→ What the task requires
Lines that include "MediaFile" make up the answer; copy all of them from the data below.

──────── Entries shown ────────

use super::*;

#[derive(Clone, Debug, Default, Eq, PartialEq)]
pub struct Stbl {
    pub stsd: Option<Stsd>,
    pub stco: Option<Stco>,
    pub co64: Option<Co64>,
}

impl Atom for Stbl {
    const FOURCC: Fourcc = SAMPLE_TABLE;
}

impl ParseAtom for Stbl {
    fn parse_atom(
        reader: &mut (impl Read + Seek),
        cfg: &ParseConfig<'_>,
        size: Size,
    ) -> crate::Result<Self> {
        let mut stbl = Self::default();

        parse_children(reader, size, Self::FOURCC, 0, |reader, head| {
            match head.fourcc() {
                SAMPLE_TABLE_SAMPLE_DESCRIPTION if cfg.cfg.read_properties => {
                    stbl.stsd = Some(Stsd::parse(reader, cfg, head.size())?)
                }
                SAMPLE_TABLE_CHUNK_OFFSET if cfg.cfg.read_chunk_offsets => {
                    stbl.stco = Some(Stco::parse(reader, cfg, head.size())?)
                }
                SAMPLE_TABLE_CHUNK_OFFSET_64 if cfg.cfg.read_chunk_offsets => {
                    stbl.co64 = Some(Co64::parse(reader, cfg, head.size())?)
                }
                _ => return Ok(false),
            }
            Ok(true)
        })?;

        Ok(stbl)
    }
}

pub struct StblBounds {
    pub bounds: AtomBounds,
    pub stco: Option<StcoBounds>,
    pub co64: Option<Co64Bounds>,
}

impl Deref for StblBounds {
    type Target = AtomBounds;

    fn deref(&self) -> &Self::Target {
        &self.bounds
    }
}

impl FindAtom for Stbl {
    type Bounds = StblBounds;

    fn find_atom(reader: &mut (impl Read + Seek), size: Size) -> crate::Result<Self::Bounds> {
        let mut stco = None;
        let mut co64 = None;

        let bounds = parse_children(reader, size, Self::FOURCC, 0, |reader, head| {
            match head.fourcc() {
                SAMPLE_TABLE_CHUNK_OFFSET => stco = Some(Stco::find(reader, head.size())?),
                SAMPLE_TABLE_CHUNK_OFFSET_64 => co64 = Some(Co64::find(reader, head.size())?),
                _ => return Ok(false),
            }
            Ok(true)
        })?;

        Ok(Self::Bounds { bounds, stco, co64 })
    }
}
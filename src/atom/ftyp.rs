use super::*;

/// The filetype atom: major brand, version and compatible brands, kept as one string.
pub struct Ftyp;

impl Atom for Ftyp {
    const FOURCC: Fourcc = FILETYPE;
}

impl Ftyp {
    /// Parses the filetype atom that every file has to start with. Anything else fails with
    /// [`ErrorKind::NoFiletype`].
    pub fn parse_next(reader: &mut (impl Read + Seek)) -> crate::Result<String> {
        let head = match parse_head(reader) {
            Ok(h) => h,
            Err(e) => {
                return Err(crate::Error::new(
                    ErrorKind::NoFiletype,
                    format!("File does not start with a filetype atom: {}", e.description),
                ));
            }
        };

        if head.fourcc() != FILETYPE {
            return Err(crate::Error::new(
                ErrorKind::NoFiletype,
                format!("File starts with a '{}' atom instead of a filetype atom", head.fourcc()),
            ));
        }

        // brand bytes aren't guaranteed to be valid utf-8
        reader.read_latin1(head.content_len())
    }
}
use std::io::{Seek, SeekFrom, Write};
use std::path::Path;

use tracing::{debug, warn};

use crate::atom::{
    self, AtomBounds, Hdlr, Ilst, MdatBounds, Meta, ReadConfig, Udta, UdtaBounds, WriteAtom,
};
use crate::buffer::Buffer;
use crate::file::{MediaFile, Mode};
use byteorder::{BigEndian, WriteBytesExt};
use crate::{Error, ErrorKind, Tag};

/// A chunk offset table collected by a traversal that includes chunk offsets.
#[derive(Clone, Debug, Eq, PartialEq)]
pub enum ChunkOffsetTable {
    /// A 32 bit (`stco`) table.
    Stco(Vec<u32>),
    /// A 64 bit (`co64`) table.
    Co64(Vec<u64>),
}

/// A MPEG-4 file bound to a parser: the handle, the decoded tag and the byte range of the media
/// data the tag write must keep invariant.
///
/// Construction validates that the file starts with a filetype atom and runs the configured
/// traversal. A fault below the filetype atom marks the file as corrupt, the tag then contains
/// whatever was decoded up to the fault and [`save`](Self::save) is refused.
#[derive(Debug)]
pub struct Mp4File {
    file: MediaFile,
    tag: Tag,
    mdat: Option<MdatBounds>,
    chunk_offsets: Vec<ChunkOffsetTable>,
}

impl Mp4File {
    /// Attempts to read the file at the path with the default traversal.
    pub fn read_from_path(path: impl AsRef<Path>) -> crate::Result<Self> {
        Self::read_with(MediaFile::open(path)?, &ReadConfig::default())
    }

    /// Attempts to read the file at the path with the given traversal configuration.
    pub fn read_from_path_with(path: impl AsRef<Path>, cfg: &ReadConfig) -> crate::Result<Self> {
        Self::read_with(MediaFile::open(path)?, cfg)
    }

    /// Attempts to read the file with the default traversal.
    pub fn read(file: MediaFile) -> crate::Result<Self> {
        Self::read_with(file, &ReadConfig::default())
    }

    /// Attempts to read the file with the given traversal configuration.
    ///
    /// The handle is closed on every exit path and reopened for the duration of
    /// [`save`](Self::save).
    pub fn read_with(mut file: MediaFile, cfg: &ReadConfig) -> crate::Result<Self> {
        let data = match atom::read_mp4(&mut file, cfg) {
            Ok(d) => d,
            Err(e) => {
                file.close();
                return Err(e);
            }
        };

        if let Some(fault) = &data.fault {
            warn!(%fault, "parse fault, marking file as corrupt");
            file.mark_corrupt(fault.to_string());
        }

        let mut chunk_offsets = Vec::new();
        if cfg.read_chunk_offsets {
            if let Some(moov) = &data.moov {
                for trak in &moov.trak {
                    let stbl = trak
                        .mdia
                        .as_ref()
                        .and_then(|a| a.minf.as_ref())
                        .and_then(|a| a.stbl.as_ref());
                    let Some(stbl) = stbl else { continue };

                    if let Some(stco) = &stbl.stco {
                        chunk_offsets.push(ChunkOffsetTable::Stco(stco.offsets.clone()));
                    }
                    if let Some(co64) = &stbl.co64 {
                        chunk_offsets.push(ChunkOffsetTable::Co64(co64.offsets.clone()));
                    }
                }
            }
        }

        let mdat = data.mdat;
        let tag = atom::make_tag(data);
        file.close();

        Ok(Self { file, tag, mdat, chunk_offsets })
    }

    /// Returns the decoded tag.
    pub fn tag(&self) -> &Tag {
        &self.tag
    }

    /// Returns the decoded tag for mutation. Changes are persisted by [`save`](Self::save).
    pub fn tag_mut(&mut self) -> &mut Tag {
        &mut self.tag
    }

    /// Consumes the file and returns the decoded tag.
    pub fn into_tag(self) -> Tag {
        self.tag
    }

    /// Returns the underlying file handle.
    pub fn media_file(&self) -> &MediaFile {
        &self.file
    }

    /// The byte range of the media data atom, if one was encountered.
    pub fn mdat_bounds(&self) -> Option<(u64, u64)> {
        self.mdat.map(|m| (m.pos, m.end))
    }

    /// The chunk offset tables, collected when the traversal includes chunk offsets.
    pub fn chunk_offsets(&self) -> &[ChunkOffsetTable] {
        &self.chunk_offsets
    }

    /// Whether a parse fault marked the file as corrupt.
    pub fn is_corrupt(&self) -> bool {
        self.file.is_corrupt()
    }

    /// The recorded reason the file was marked corrupt.
    pub fn corruption_reason(&self) -> Option<&str> {
        self.file.corruption_reason()
    }

    /// Attempts to write the tag back to the file.
    ///
    /// The metadata region is rewritten with exactly one splice, ancestor atom lengths on the
    /// spine are patched and every chunk offset pointing at media data behind the rewritten
    /// region is shifted by the length difference. The handle is escalated to read-write for the
    /// duration of the call and closed again afterwards.
    pub fn save(&mut self) -> crate::Result<()> {
        if let Some(reason) = self.file.corruption_reason() {
            return Err(Error::new(ErrorKind::Corrupt, reason.to_string()));
        }

        self.file.reopen(Mode::ReadWrite)?;
        let result = self.save_inner();
        self.file.close();
        result
    }

    fn save_inner(&mut self) -> crate::Result<()> {
        self.file.seek(SeekFrom::Start(0))?;
        let found = atom::find_mp4(&mut self.file)?;
        let moov = found.moov.as_ref().ok_or_else(|| {
            Error::new(
                ErrorKind::AtomNotFound(atom::MOVIE),
                "Missing necessary data, no movie (moov) atom found",
            )
        })?;

        // the spine of existing ancestors whose lengths the splice changes
        let mut spine: Vec<&AtomBounds> = vec![&moov.bounds];
        let udta = select_udta(moov, &mut spine);

        let ilst = Ilst { items: self.tag.items().to_vec() };

        // stage the replacement region and where it goes
        let mut region = Buffer::new();
        let region_start;
        let mut replace_len = 0;

        match udta {
            Some(udta) => {
                spine.push(&udta.bounds);
                match &udta.meta {
                    Some(meta) => {
                        spine.push(&meta.bounds);
                        match (&meta.hdlr, &meta.ilst) {
                            (Some(_), Some(old_ilst)) => {
                                region_start = old_ilst.pos();
                                replace_len = old_ilst.len();
                                ilst.write(&mut region)?;
                            }
                            (None, Some(old_ilst)) => {
                                // repair the missing handler while rewriting the item list
                                region_start = old_ilst.pos();
                                replace_len = old_ilst.len();
                                Hdlr::meta().write(&mut region)?;
                                ilst.write(&mut region)?;
                            }
                            (Some(_), None) => {
                                region_start = meta.bounds.end();
                                ilst.write(&mut region)?;
                            }
                            (None, None) => {
                                region_start = meta.bounds.end();
                                Hdlr::meta().write(&mut region)?;
                                ilst.write(&mut region)?;
                            }
                        }
                    }
                    None => {
                        region_start = udta.bounds.end();
                        let meta = Meta { hdlr: Some(Hdlr::meta()), ilst: Some(ilst) };
                        meta.write(&mut region)?;
                    }
                }
            }
            None => {
                region_start = moov.bounds.end();
                let meta = Meta { hdlr: Some(Hdlr::meta()), ilst: Some(ilst) };
                let udta = Udta { meta: Some(meta) };
                udta.write(&mut region)?;
            }
        }

        let len_diff = region.len() as i64 - replace_len as i64;
        let region_old_end = region_start + replace_len;

        debug!(region_start, replace_len, len_diff, "rewriting metadata region");

        // one splice moves everything behind the region
        self.file.insert(region.as_slice(), region_start, replace_len)?;

        if len_diff != 0 {
            // patch the spine lengths, every spine atom starts before the region
            for bounds in spine {
                let new_len = (bounds.len() as i64 + len_diff) as u64;
                self.file.seek(SeekFrom::Start(bounds.pos()))?;
                if bounds.ext() {
                    self.file.write_u32::<BigEndian>(1)?;
                    self.file.seek(SeekFrom::Current(4))?;
                    self.file.write_u64::<BigEndian>(new_len)?;
                } else {
                    self.file.write_u32::<BigEndian>(new_len as u32)?;
                }
            }

            // chunk offsets only move when the rewritten region lies in front of the media data
            match found.mdat_pos {
                Some(mdat_pos) if region_old_end <= mdat_pos => {
                    self.patch_chunk_offsets(&found, mdat_pos, region_start, len_diff)?;
                }
                _ => (),
            }
        }

        self.file.flush()?;
        Ok(())
    }

    /// Shifts every chunk offset pointing at or behind the old media data position by the length
    /// difference. Table positions themselves are adjusted when the tables moved with the
    /// splice.
    fn patch_chunk_offsets(
        &mut self,
        found: &atom::FoundMp4,
        mdat_pos: u64,
        region_start: u64,
        len_diff: i64,
    ) -> crate::Result<()> {
        let moov = match &found.moov {
            Some(m) => m,
            None => return Ok(()),
        };

        let stbl_bounds = moov
            .trak
            .iter()
            .filter_map(|t| t.mdia.as_ref())
            .filter_map(|m| m.minf.as_ref())
            .filter_map(|m| m.stbl.as_ref());

        for stbl in stbl_bounds {
            if let Some(stco) = &stbl.stco {
                let table_pos = shifted(stco.table_pos(), region_start, len_diff);
                self.file.seek(SeekFrom::Start(table_pos))?;
                for o in stco.offsets.iter() {
                    let new_offset = match *o as u64 >= mdat_pos {
                        true => (*o as i64 + len_diff) as u32,
                        false => *o,
                    };
                    self.file.write_u32::<BigEndian>(new_offset)?;
                }
            }
            if let Some(co64) = &stbl.co64 {
                let table_pos = shifted(co64.table_pos(), region_start, len_diff);
                self.file.seek(SeekFrom::Start(table_pos))?;
                for o in co64.offsets.iter() {
                    let new_offset = match *o >= mdat_pos {
                        true => (*o as i64 + len_diff) as u64,
                        false => *o,
                    };
                    self.file.write_u64::<BigEndian>(new_offset)?;
                }
            }
        }

        Ok(())
    }
}

/// A position adjusted for the splice: everything at or behind the region start moved by the
/// length difference.
fn shifted(pos: u64, region_start: u64, len_diff: i64) -> u64 {
    if pos >= region_start {
        (pos as i64 + len_diff) as u64
    } else {
        pos
    }
}

/// Selects the user data atom the tag belongs to, preferring the shallowest one whose subtree
/// contains an item list. A track level selection pushes the track onto the spine.
fn select_udta<'a>(
    moov: &'a atom::MoovBounds,
    spine: &mut Vec<&'a AtomBounds>,
) -> Option<&'a UdtaBounds> {
    let has_ilst =
        |u: &UdtaBounds| u.meta.as_ref().map_or(false, |m| m.ilst.is_some());

    match &moov.udta {
        Some(udta) if has_ilst(udta) => Some(udta),
        moov_udta => {
            for trak in &moov.trak {
                if let Some(udta) = &trak.udta {
                    if has_ilst(udta) {
                        spine.push(&trak.bounds);
                        return Some(udta);
                    }
                }
            }
            moov_udta.as_ref()
        }
    }
}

────────

→ Answer space
use crate::file::{MediaFile, Mode};
    file: MediaFile,
        Self::read_with(MediaFile::open(path)?, &ReadConfig::default())
        Self::read_with(MediaFile::open(path)?, cfg)
    pub fn read(file: MediaFile) -> crate::Result<Self> {
    pub fn read_with(mut file: MediaFile, cfg: &ReadConfig) -> crate::Result<Self> {
    pub fn media_file(&self) -> &MediaFile {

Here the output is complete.